**What you have to do**: Every line of the records that holds the word "length" should be copied.

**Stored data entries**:
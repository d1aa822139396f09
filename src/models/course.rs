use chrono::{DateTime, Utc};
use serde::{Deserialize, Serialize};
use sqlx::FromRow;
use validator::Validate;

use crate::models::common::Resource;

#[derive(Debug, Clone, Copy, Default, PartialEq, Eq, Serialize, Deserialize, sqlx::Type)]
#[serde(rename_all = "lowercase")]
#[sqlx(rename_all = "lowercase")]
pub enum CourseStatus {
    #[default]
    Active,
    Inactive,
    Completed,
}

#[derive(Debug, Clone, Serialize, Deserialize, FromRow)]
#[serde(rename_all = "camelCase")]
pub struct Course {
    pub id: String,
    pub title: String,
    pub description: String,
    pub instructor_id: String,
    pub category: String,
    pub level: String,
    pub duration: String,
    /// Ids only; kept for API compatibility and never written by the enrollment ledger.
    #[sqlx(json)]
    pub enrolled_students: Vec<String>,
    pub max_students: i64,
    pub start_date: String,
    pub end_date: String,
    pub status: CourseStatus,
    #[sqlx(json)]
    pub syllabus: Vec<String>,
    #[sqlx(skip)]
    pub resources: Vec<Resource>,
    pub created_at: DateTime<Utc>,
    pub updated_at: DateTime<Utc>,
}

#[derive(Debug, Clone, Serialize, Deserialize, Validate)]
#[serde(rename_all = "camelCase")]
pub struct NewCourseRequest {
    #[validate(length(min = 1, message = "title is required"))]
    pub title: String,
    #[validate(length(min = 1, message = "description is required"))]
    pub description: String,
    #[validate(length(min = 1, message = "category is required"))]
    pub category: String,
    #[validate(length(min = 1, message = "level is required"))]
    pub level: String,
    #[validate(length(min = 1, message = "duration is required"))]
    pub duration: String,
    #[validate(range(min = 1, message = "maxStudents must be positive"))]
    pub max_students: i64,
    #[validate(length(min = 1, message = "startDate is required"))]
    pub start_date: String,
    #[validate(length(min = 1, message = "endDate is required"))]
    pub end_date: String,
    #[serde(default)]
    pub syllabus: Vec<String>,
}

#[derive(Debug, Clone, Default, Serialize, Deserialize, Validate)]
#[serde(rename_all = "camelCase")]
pub struct UpdateCourseRequest {
    #[validate(length(min = 1, message = "title must not be empty"))]
    pub title: Option<String>,
    pub description: Option<String>,
    pub category: Option<String>,
    pub level: Option<String>,
    pub duration: Option<String>,
    #[validate(range(min = 1, message = "maxStudents must be positive"))]
    pub max_students: Option<i64>,
    pub start_date: Option<String>,
    pub end_date: Option<String>,
    pub status: Option<CourseStatus>,
    pub syllabus: Option<Vec<String>>,
}
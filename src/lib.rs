pub mod api;
pub mod collaborators;
pub mod config;
pub mod db;
pub mod error;
pub mod extractors;
pub mod ids;
pub mod models;
pub mod services;
pub mod state;

pub use api::router;
pub use error::AppError;
pub use state::AppState;
use std::time::Duration;

use async_trait::async_trait;
use reqwest::Client;
use serde::Deserialize;

use super::dto::GenerateTaskPayload;
use super::{http_client, post_json};
use crate::error::AppError;
use crate::models::{Activity, Difficulty};

/// Task content produced for one (activity, difficulty) request.
#[derive(Debug, Clone, Deserialize)]
#[serde(rename_all = "camelCase")]
pub struct GeneratedTask {
    pub title: String,
    pub description: String,
    pub requirements: Vec<String>,
    /// Minutes.
    pub estimated_time: i64,
    pub hints: Vec<String>,
}

#[async_trait]
pub trait TaskGenerator: Send + Sync {
    async fn generate(
        &self,
        activity: &Activity,
        difficulty: Difficulty,
    ) -> Result<GeneratedTask, AppError>;
}

/// Local generator with fixed texts; only the title varies with difficulty.
pub struct TemplateTaskGenerator;

#[async_trait]
impl TaskGenerator for TemplateTaskGenerator {
    async fn generate(
        &self,
        _activity: &Activity,
        difficulty: Difficulty,
    ) -> Result<GeneratedTask, AppError> {
        Ok(GeneratedTask {
            title: format!("AI Generated Task - {}", difficulty),
            description: "Create a responsive web component using modern CSS techniques"
                .to_string(),
            requirements: vec![
                "Use CSS Grid or Flexbox for layout".to_string(),
                "Make it responsive for all screen sizes".to_string(),
                "Include hover effects and transitions".to_string(),
                "Follow accessibility guidelines".to_string(),
            ],
            estimated_time: 30,
            hints: vec![
                "Start with mobile-first approach".to_string(),
                "Use CSS custom properties for theming".to_string(),
                "Test your code frequently".to_string(),
            ],
        })
    }
}

pub struct HttpTaskGenerator {
    client: Client,
    url: String,
}

impl HttpTaskGenerator {
    pub fn new(url: impl Into<String>, timeout: Duration) -> Result<Self, AppError> {
        Ok(Self {
            client: http_client(timeout)?,
            url: url.into(),
        })
    }
}

#[async_trait]
impl TaskGenerator for HttpTaskGenerator {
    async fn generate(
        &self,
        activity: &Activity,
        difficulty: Difficulty,
    ) -> Result<GeneratedTask, AppError> {
        let payload = GenerateTaskPayload {
            activity_id: &activity.id,
            activity_title: &activity.title,
            difficulty,
        };
        let task: GeneratedTask = post_json(&self.client, &self.url, &payload).await?;
        tracing::debug!(
            "generator returned {} requirements for activity {}",
            task.requirements.len(),
            activity.id
        );
        Ok(task)
    }
}
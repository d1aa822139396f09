#![allow(dead_code)]

use axum::Router;
use axum::body::{Body, to_bytes};
use axum::http::{Request, StatusCode};
use serde_json::Value;
use tower::ServiceExt;

use skillspace::config::Policy;
use skillspace::{AppState, db, router};

pub const INSTRUCTOR: (&str, &str) = ("professor-1", "instructor");
pub const STUDENT: (&str, &str) = ("student-1", "student");

pub async fn create_test_app() -> Router {
    create_test_app_with(Policy::default()).await
}

pub async fn create_test_app_with(policy: Policy) -> Router {
    let _ = tracing_subscriber::fmt()
        .with_test_writer()
        .with_max_level(tracing::Level::DEBUG)
        .try_init();

    let pool = db::memory_pool().await.expect("Failed to create test database");
    router(AppState::local(pool, policy))
}

/// Sends one request and returns the status with the decoded JSON body
/// (`Value::Null` when the body is empty).
pub async fn send(
    app: &Router,
    method: &str,
    uri: &str,
    body: Option<Value>,
    actor: Option<(&str, &str)>,
) -> (StatusCode, Value) {
    let mut builder = Request::builder().method(method).uri(uri);
    if let Some((id, role)) = actor {
        builder = builder.header("x-user-id", id).header("x-user-role", role);
    }
    let request = match body {
        Some(json) => builder
            .header("content-type", "application/json")
            .body(Body::from(serde_json::to_string(&json).unwrap()))
            .unwrap(),
        None => builder.body(Body::empty()).unwrap(),
    };

    let response = app.clone().oneshot(request).await.unwrap();
    let status = response.status();
    let bytes = to_bytes(response.into_body(), usize::MAX).await.unwrap();
    let json = if bytes.is_empty() {
        Value::Null
    } else {
        serde_json::from_slice(&bytes).unwrap_or_else(|_| {
            panic!("non-JSON body: {}", String::from_utf8_lossy(&bytes))
        })
    };
    (status, json)
}

pub fn course_body(title: &str, max_students: i64) -> Value {
    serde_json::json!({
        "title": title,
        "description": "Introduction to programming",
        "category": "Computer Science",
        "level": "beginner",
        "duration": "12 weeks",
        "maxStudents": max_students,
        "startDate": "2025-09-01",
        "endDate": "2025-12-15",
        "syllabus": ["Variables", "Control flow"]
    })
}

/// Creates a course as the instructor and returns its id.
pub async fn create_course(app: &Router, title: &str, max_students: i64) -> String {
    let (status, json) = send(
        app,
        "POST",
        "/api/courses",
        Some(course_body(title, max_students)),
        Some(INSTRUCTOR),
    )
    .await;
    assert_eq!(status, StatusCode::CREATED, "{}", json);
    json["data"]["id"].as_str().unwrap().to_string()
}

pub fn id_of(json: &Value) -> String {
    json["data"]["id"].as_str().unwrap().to_string()
}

**Result of the task**:
    #[validate(length(min = 1, message = "title is required"))]
    #[validate(length(min = 1, message = "description is required"))]
    #[validate(length(min = 1, message = "category is required"))]
    #[validate(length(min = 1, message = "level is required"))]
    #[validate(length(min = 1, message = "duration is required"))]
    #[validate(length(min = 1, message = "startDate is required"))]
    #[validate(length(min = 1, message = "endDate is required"))]
    #[validate(length(min = 1, message = "title must not be empty"))]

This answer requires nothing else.